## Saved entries
········

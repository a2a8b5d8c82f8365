//! Stylometric profile assembly.
//!
//! Runs the statistics, readability, and complexity analyses for each
//! document and for the combined corpus, and assembles the results into one
//! serializable profile. This is the top of the crate: everything below it
//! is a pure function, so the profile for a given set of documents is
//! always the same.

use schemars::JsonSchema;
use serde::{Deserialize, Serialize};

use crate::complexity::{self, ComplexityRecord};
use crate::error::{ProfileError, ProfileResult};
use crate::readability::{self, ReadabilityRecord};
use crate::statistics::{self, StatisticsRecord};

/// A named piece of source text.
///
/// Documents are value objects: once constructed they never change, so the
/// derived counts always agree with the text. Reading and decoding files
/// into strings is the caller's concern.
#[derive(Debug, Clone, PartialEq, Eq)]
pub struct Document {
    name: String,
    text: String,
}

impl Document {
    /// Create a document from a name and its full text.
    pub fn new(name: impl Into<String>, text: impl Into<String>) -> Self {
        Self {
            name: name.into(),
            text: text.into(),
        }
    }

    /// Document name (file name, title, or other identifier).
    pub fn name(&self) -> &str {
        &self.name
    }

    /// Full document text.
    pub fn text(&self) -> &str {
        &self.text
    }

    /// Whitespace-separated word count.
    pub fn word_count(&self) -> usize {
        self.text.split_whitespace().count()
    }

    /// Length in Unicode scalar values.
    pub fn character_count(&self) -> usize {
        self.text.chars().count()
    }

    /// Whether the document has any non-whitespace content.
    pub fn has_content(&self) -> bool {
        !self.text.trim().is_empty()
    }
}

/// Per-document slice of a profile.
#[derive(Debug, Clone, Serialize, Deserialize, JsonSchema)]
pub struct DocumentProfile {
    /// Document name.
    pub name: String,
    /// Whitespace-separated word count.
    pub word_count: usize,
    /// Length in Unicode scalar values.
    pub character_count: usize,
    /// Lexical statistics for this document alone.
    pub statistics: StatisticsRecord,
}

/// Counts describing the profiled corpus.
#[derive(Debug, Clone, Serialize, Deserialize, JsonSchema)]
pub struct ProfileMetadata {
    /// Number of documents that contributed to the profile.
    pub document_count: usize,
    /// Character length of the combined corpus.
    pub combined_chars: usize,
}

/// Consolidated stylometric profile for one or more documents.
#[derive(Debug, Clone, Serialize, Deserialize, JsonSchema)]
pub struct Profile {
    /// Corpus-level metadata.
    pub metadata: ProfileMetadata,
    /// One entry per contributing document, in input order.
    pub documents: Vec<DocumentProfile>,
    /// Lexical statistics over the combined corpus.
    pub corpus_statistics: StatisticsRecord,
    /// Readability indices over the combined corpus.
    pub corpus_readability: ReadabilityRecord,
    /// Complexity scores over the combined corpus.
    pub corpus_complexity: ComplexityRecord,
}

/// Build a stylometric profile from a set of documents.
///
/// Documents without scorable content are skipped with a warning; the rest
/// are analyzed individually and as one combined corpus, joined with blank
/// lines so document boundaries read as paragraph breaks. Errors only when
/// nothing scorable remains.
#[tracing::instrument(skip_all, fields(documents = documents.len()))]
pub fn build_profile(documents: &[Document]) -> ProfileResult<Profile> {
    let scorable: Vec<&Document> = documents
        .iter()
        .filter(|doc| {
            if doc.has_content() {
                true
            } else {
                tracing::warn!(document = doc.name(), "skipping document with no scorable text");
                false
            }
        })
        .collect();

    if scorable.is_empty() {
        return Err(ProfileError::NoValidDocuments);
    }

    let corpus = scorable
        .iter()
        .map(|doc| doc.text())
        .collect::<Vec<_>>()
        .join("\n\n");

    let document_profiles: Vec<DocumentProfile> = scorable
        .iter()
        .map(|doc| DocumentProfile {
            name: doc.name().to_string(),
            word_count: doc.word_count(),
            character_count: doc.character_count(),
            statistics: statistics::analyze(doc.text()),
        })
        .collect();

    let corpus_statistics = statistics::analyze(&corpus);
    let corpus_readability = readability::score(&corpus)?;
    let corpus_complexity = complexity::score(&corpus);

    tracing::debug!(
        documents = document_profiles.len(),
        corpus_chars = corpus.chars().count(),
        "profile assembled"
    );

    Ok(Profile {
        metadata: ProfileMetadata {
            document_count: document_profiles.len(),
            combined_chars: corpus.chars().count(),
        },
        documents: document_profiles,
        corpus_statistics,
        corpus_readability,
        corpus_complexity,
    })
}

/// Render the corpus with per-document origin headers.
///
/// Intended for downstream collaborators that show or prompt with the
/// combined text. Profile statistics are computed over the plain
/// concatenation instead, so the headers never inflate any count.
pub fn annotated_corpus(documents: &[Document]) -> String {
    documents
        .iter()
        .filter(|doc| doc.has_content())
        .map(|doc| format!("--- From {} ---\n{}", doc.name(), doc.text()))
        .collect::<Vec<_>>()
        .join("\n\n")
}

········

Every record is to be written out verbatim.

## Your solution
repository a2a8b5d8c82f8365
//! Stylometric profile assembly.
//!
//! Runs the statistics, readability, and complexity analyses for each
//! document and for the combined corpus, and assembles the results into one
//! serializable profile. This is the top of the crate: everything below it
//! is a pure function, so the profile for a given set of documents is
//! always the same.

use schemars::JsonSchema;
use serde::{Deserialize, Serialize};

use crate::complexity::{self, ComplexityRecord};
use crate::error::{ProfileError, ProfileResult};
use crate::readability::{self, ReadabilityRecord};
use crate::statistics::{self, StatisticsRecord};

/// A named piece of source text.
///
/// Documents are value objects: once constructed they never change, so the
/// derived counts always agree with the text. Reading and decoding files
/// into strings is the caller's concern.
#[derive(Debug, Clone, PartialEq, Eq)]
pub struct Document {
    name: String,
    text: String,
}

impl Document {
    /// Create a document from a name and its full text.
    pub fn new(name: impl Into<String>, text: impl Into<String>) -> Self {
        Self {
            name: name.into(),
            text: text.into(),
        }
    }

    /// Document name (file name, title, or other identifier).
    pub fn name(&self) -> &str {
        &self.name
    }

    /// Full document text.
    pub fn text(&self) -> &str {
        &self.text
    }

    /// Whitespace-separated word count.
    pub fn word_count(&self) -> usize {
        self.text.split_whitespace().count()
    }

    /// Length in Unicode scalar values.
    pub fn character_count(&self) -> usize {
        self.text.chars().count()
    }

    /// Whether the document has any non-whitespace content.
    pub fn has_content(&self) -> bool {
        !self.text.trim().is_empty()
    }
}

/// Per-document slice of a profile.
#[derive(Debug, Clone, Serialize, Deserialize, JsonSchema)]
pub struct DocumentProfile {
    /// Document name.
    pub name: String,
    /// Whitespace-separated word count.
    pub word_count: usize,
    /// Length in Unicode scalar values.
    pub character_count: usize,
    /// Lexical statistics for this document alone.
    pub statistics: StatisticsRecord,
}

/// Counts describing the profiled corpus.
#[derive(Debug, Clone, Serialize, Deserialize, JsonSchema)]
pub struct ProfileMetadata {
    /// Number of documents that contributed to the profile.
    pub document_count: usize,
    /// Character length of the combined corpus.
    pub combined_chars: usize,
}

/// Consolidated stylometric profile for one or more documents.
#[derive(Debug, Clone, Serialize, Deserialize, JsonSchema)]
pub struct Profile {
    /// Corpus-level metadata.
    pub metadata: ProfileMetadata,
    /// One entry per contributing document, in input order.
    pub documents: Vec<DocumentProfile>,
    /// Lexical statistics over the combined corpus.
    pub corpus_statistics: StatisticsRecord,
    /// Readability indices over the combined corpus.
    pub corpus_readability: ReadabilityRecord,
    /// Complexity scores over the combined corpus.
    pub corpus_complexity: ComplexityRecord,
}

/// Build a stylometric profile from a set of documents.
///
/// Documents without scorable content are skipped with a warning; the rest
/// are analyzed individually and as one combined corpus, joined with blank
/// lines so document boundaries read as paragraph breaks. Errors only when
/// nothing scorable remains.
#[tracing::instrument(skip_all, fields(documents = documents.len()))]
pub fn build_profile(documents: &[Document]) -> ProfileResult<Profile> {
    let scorable: Vec<&Document> = documents
        .iter()
        .filter(|doc| {
            if doc.has_content() {
                true
            } else {
                tracing::warn!(document = doc.name(), "skipping document with no scorable text");
                false
            }
        })
        .collect();

    if scorable.is_empty() {
        return Err(ProfileError::NoValidDocuments);
    }

    let corpus = scorable
        .iter()
        .map(|doc| doc.text())
        .collect::<Vec<_>>()
        .join("\n\n");

    let document_profiles: Vec<DocumentProfile> = scorable
        .iter()
        .map(|doc| DocumentProfile {
            name: doc.name().to_string(),
            word_count: doc.word_count(),
            character_count: doc.character_count(),
            statistics: statistics::analyze(doc.text()),
        })
        .collect();

    let corpus_statistics = statistics::analyze(&corpus);
    let corpus_readability = readability::score(&corpus)?;
    let corpus_complexity = complexity::score(&corpus);

    tracing::debug!(
        documents = document_profiles.len(),
        corpus_chars = corpus.chars().count(),
        "profile assembled"
    );

    Ok(Profile {
        metadata: ProfileMetadata {
            document_count: document_profiles.len(),
            combined_chars: corpus.chars().count(),
        },
        documents: document_profiles,
        corpus_statistics,
        corpus_readability,
        corpus_complexity,
    })
}

/// Render the corpus with per-document origin headers.
///
/// Intended for downstream collaborators that show or prompt with the
/// combined text. Profile statistics are computed over the plain
/// concatenation instead, so the headers never inflate any count.
pub fn annotated_corpus(documents: &[Document]) -> String {
    documents
        .iter()
        .filter(|doc| doc.has_content())
        .map(|doc| format!("--- From {} ---\n{}", doc.name(), doc.text()))
        .collect::<Vec<_>>()
        .join("\n\n")
}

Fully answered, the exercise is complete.